» What the task asks
Once the line with "duration = duration.unwrap_or(cfg.selection.duration_minutes);" is found in the entries below, repeat it and each following line exactly, up to and including the line with "let records: Vec<SlotRecord>". Add no other lines.

[Stored data]
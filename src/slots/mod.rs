//! Carbon-intensity slot selection.

/// Lowest-intensity slot selector.
pub mod selector;
pub mod types;

pub use selector::SlotSelector;
pub use types::{
    CarbonReading, ForecastBucket, SelectedSlot, Selection, SelectionMode, SlotRecord,
};
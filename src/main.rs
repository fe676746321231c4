//! carbon-slots entry point: CLI wiring and config-driven source construction.

use std::path::{Path, PathBuf};

use anyhow::{Context, bail};
use clap::{Args, Parser, Subcommand};
use tracing::{info, warn};
use tracing_subscriber::EnvFilter;

use carbon_slots::config::ServiceConfig;
use carbon_slots::forecast::{ForecastRecord, LocalForecast, SyntheticForecast, parse_records};
use carbon_slots::io::export::export_csv;
use carbon_slots::io::ingest::load_forecast_file;
use carbon_slots::slots::{SelectionMode, SlotRecord, SlotSelector};

#[derive(Parser)]
#[command(
    name = "carbon-slots",
    about = "Find the lowest carbon-intensity time slots for an activity",
    version
)]
struct Cli {
    /// Load configuration from a TOML file.
    #[arg(long, global = true)]
    config: Option<PathBuf>,
    /// Use a built-in preset (live, offline).
    #[arg(long, global = true, conflicts_with = "config")]
    preset: Option<String>,
    #[command(subcommand)]
    command: Command,
}

#[derive(Subcommand)]
enum Command {
    /// Select slots once and print them.
    Select {
        /// Activity duration in minutes (default from config: 30).
        #[arg(short, long, allow_hyphen_values = true)]
        duration: Option<i64>,
        /// Require a single bucket that covers the whole duration.
        #[arg(short, long, conflicts_with = "greedy")]
        contiguous: bool,
        /// Accumulate the cleanest buckets, overriding a contiguous config default.
        #[arg(long)]
        greedy: bool,
        #[command(flatten)]
        source: SourceArgs,
        /// Export selected slots to CSV.
        #[arg(long)]
        csv_out: Option<PathBuf>,
        /// Print slots as JSON instead of text.
        #[arg(long)]
        json: bool,
    },
    /// Serve `GET /slots` over HTTP.
    #[cfg(feature = "api")]
    Serve {
        /// Interface to bind (default from config: 0.0.0.0).
        #[arg(long)]
        bind: Option<String>,
        /// TCP port (default from config: 3000).
        #[arg(short, long)]
        port: Option<u16>,
        #[command(flatten)]
        source: SourceArgs,
    },
}

/// Forecast source overrides shared by all subcommands.
#[derive(Args)]
struct SourceArgs {
    /// Read the forecast from a JSON file.
    #[arg(long, conflicts_with = "synthetic")]
    input: Option<PathBuf>,
    /// Use a seeded synthetic forecast instead of the live service.
    #[arg(long)]
    synthetic: bool,
    /// Seed for the synthetic forecast.
    #[arg(long)]
    seed: Option<u64>,
}

impl SourceArgs {
    fn apply(&self, cfg: &mut ServiceConfig) {
        if let Some(ref path) = self.input {
            cfg.forecast.source = "file".to_string();
            cfg.forecast.path = Some(path.clone());
        } else if self.synthetic {
            cfg.forecast.source = "synthetic".to_string();
        }
        if let Some(seed) = self.seed {
            cfg.forecast.seed = seed;
        }
    }
}

fn load_config(cli: &Cli) -> anyhow::Result<ServiceConfig> {
    // --config takes priority, then --preset, then the live default
    let cfg = if let Some(ref path) = cli.config {
        ServiceConfig::from_toml_file(path)?
    } else if let Some(ref name) = cli.preset {
        ServiceConfig::from_preset(name)?
    } else {
        ServiceConfig::live()
    };
    Ok(cfg)
}

fn validate(cfg: &ServiceConfig) -> anyhow::Result<()> {
    let errors = cfg.validate();
    if errors.is_empty() {
        return Ok(());
    }
    for e in &errors {
        eprintln!("{e}");
    }
    bail!("invalid configuration ({} error(s))", errors.len())
}

/// Builds the offline forecast source, or `None` for the remote service.
fn local_forecast(cfg: &ServiceConfig) -> anyhow::Result<Option<LocalForecast>> {
    let f = &cfg.forecast;
    match f.source.as_str() {
        "file" => {
            let path = f
                .path
                .as_deref()
                .context("forecast.path is required for the file source")?;
            let records = load_forecast_file(path)
                .with_context(|| format!("failed to load forecast from {}", path.display()))?;
            info!(path = %path.display(), records = records.len(), "loaded forecast file");
            Ok(Some(LocalForecast::Static(records)))
        }
        "synthetic" => Ok(Some(LocalForecast::Synthetic(SyntheticForecast::starting_now(
            f.seed,
        )))),
        _ => Ok(None),
    }
}

#[cfg(feature = "api")]
fn fetch_remote(cfg: &ServiceConfig) -> anyhow::Result<Vec<ForecastRecord>> {
    use carbon_slots::forecast::CarbonIntensityClient;

    let client = CarbonIntensityClient::from_config(&cfg.forecast)?;
    let rt = tokio::runtime::Runtime::new().context("failed to create tokio runtime")?;
    let records = rt
        .block_on(client.fetch_forecast(chrono::Utc::now()))
        .context("failed to fetch forecast data")?;
    Ok(records)
}

#[cfg(not(feature = "api"))]
fn fetch_remote(_cfg: &ServiceConfig) -> anyhow::Result<Vec<ForecastRecord>> {
    bail!("the remote forecast source needs the `api` feature; use --input or --synthetic")
}

/// Resolves the mode from CLI flags, falling back to the configured default.
fn selection_mode(contiguous: bool, greedy: bool, default_contiguous: bool) -> SelectionMode {
    if greedy {
        SelectionMode::Greedy
    } else if contiguous {
        SelectionMode::SingleContiguous
    } else {
        SelectionMode::from_contiguous(default_contiguous)
    }
}

fn run_select(
    cfg: &ServiceConfig,
    duration: Option<i64>,
    mode: SelectionMode,
    csv_out: Option<&Path>,
    json: bool,
) -> anyhow::Result<()> {
    let records = match local_forecast(cfg)? {
        Some(local) => local.records(),
        None => fetch_remote(cfg)?,
    };

    let duration = duration.unwrap_or(cfg.selection.duration_minutes);

    let parsed = parse_records(&records);
    let selection = SlotSelector.select_with_report(&parsed.buckets, duration, mode)?;

    if !selection.is_complete(duration) {
        warn!(
            duration,
            covered_minutes = selection.covered_minutes,
            %mode,
            "forecast cannot cover the requested duration"
        );
    }

    if json {
        let records: Vec<SlotRecord> = selection.slots.iter().map(SlotRecord::from).collect();
        println!("{}", serde_json::to_string_pretty(&records)?);
    } else {
        println!("{selection}");
    }

    if let Some(path) = csv_out {
        export_csv(&selection.slots, path)
            .with_context(|| format!("failed to write CSV to {}", path.display()))?;
        info!(path = %path.display(), "slots written");
    }

    Ok(())
}

#[cfg(feature = "api")]
fn run_serve(cfg: &ServiceConfig) -> anyhow::Result<()> {
    use std::net::SocketAddr;
    use std::sync::Arc;

    use carbon_slots::api::{AppState, serve};
    use carbon_slots::forecast::{CarbonIntensityClient, ForecastProvider};

    let provider = match local_forecast(cfg)? {
        Some(local) => ForecastProvider::Local(local),
        None => ForecastProvider::Remote(CarbonIntensityClient::from_config(&cfg.forecast)?),
    };
    let state = Arc::new(AppState {
        provider,
        defaults: cfg.selection.clone(),
    });

    let addr: SocketAddr = format!("{}:{}", cfg.server.bind, cfg.server.port)
        .parse()
        .with_context(|| format!("invalid bind address {}:{}", cfg.server.bind, cfg.server.port))?;
    let rt = tokio::runtime::Runtime::new().context("failed to create tokio runtime")?;
    rt.block_on(serve(state, addr)).context("server error")?;
    Ok(())
}

fn main() -> anyhow::Result<()> {
    tracing_subscriber::fmt()
        .with_env_filter(
            EnvFilter::try_from_default_env().unwrap_or_else(|_| EnvFilter::new("info")),
        )
        .with_writer(std::io::stderr)
        .init();

    let cli = Cli::parse();
    let mut cfg = load_config(&cli)?;

    match cli.command {
        Command::Select {
            duration,
            contiguous,
            greedy,
            ref source,
            ref csv_out,
            json,
        } => {
            source.apply(&mut cfg);
            validate(&cfg)?;
            let mode = selection_mode(contiguous, greedy, cfg.selection.contiguous);
            run_select(&cfg, duration, mode, csv_out.as_deref(), json)
        }
        #[cfg(feature = "api")]
        Command::Serve {
            ref bind,
            port,
            ref source,
        } => {
            source.apply(&mut cfg);
            if let Some(bind) = bind {
                cfg.server.bind = bind.clone();
            }
            if let Some(port) = port {
                cfg.server.port = port;
            }
            validate(&cfg)?;
            run_serve(&cfg)
        }
    }
}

» Task response
    let duration = duration.unwrap_or(cfg.selection.duration_minutes);

    let parsed = parse_records(&records);
    let selection = SlotSelector.select_with_report(&parsed.buckets, duration, mode)?;

    if !selection.is_complete(duration) {
        warn!(
            duration,
            covered_minutes = selection.covered_minutes,
            %mode,
            "forecast cannot cover the requested duration"
        );
    }

    if json {
        let records: Vec<SlotRecord> = selection.slots.iter().map(SlotRecord::from).collect();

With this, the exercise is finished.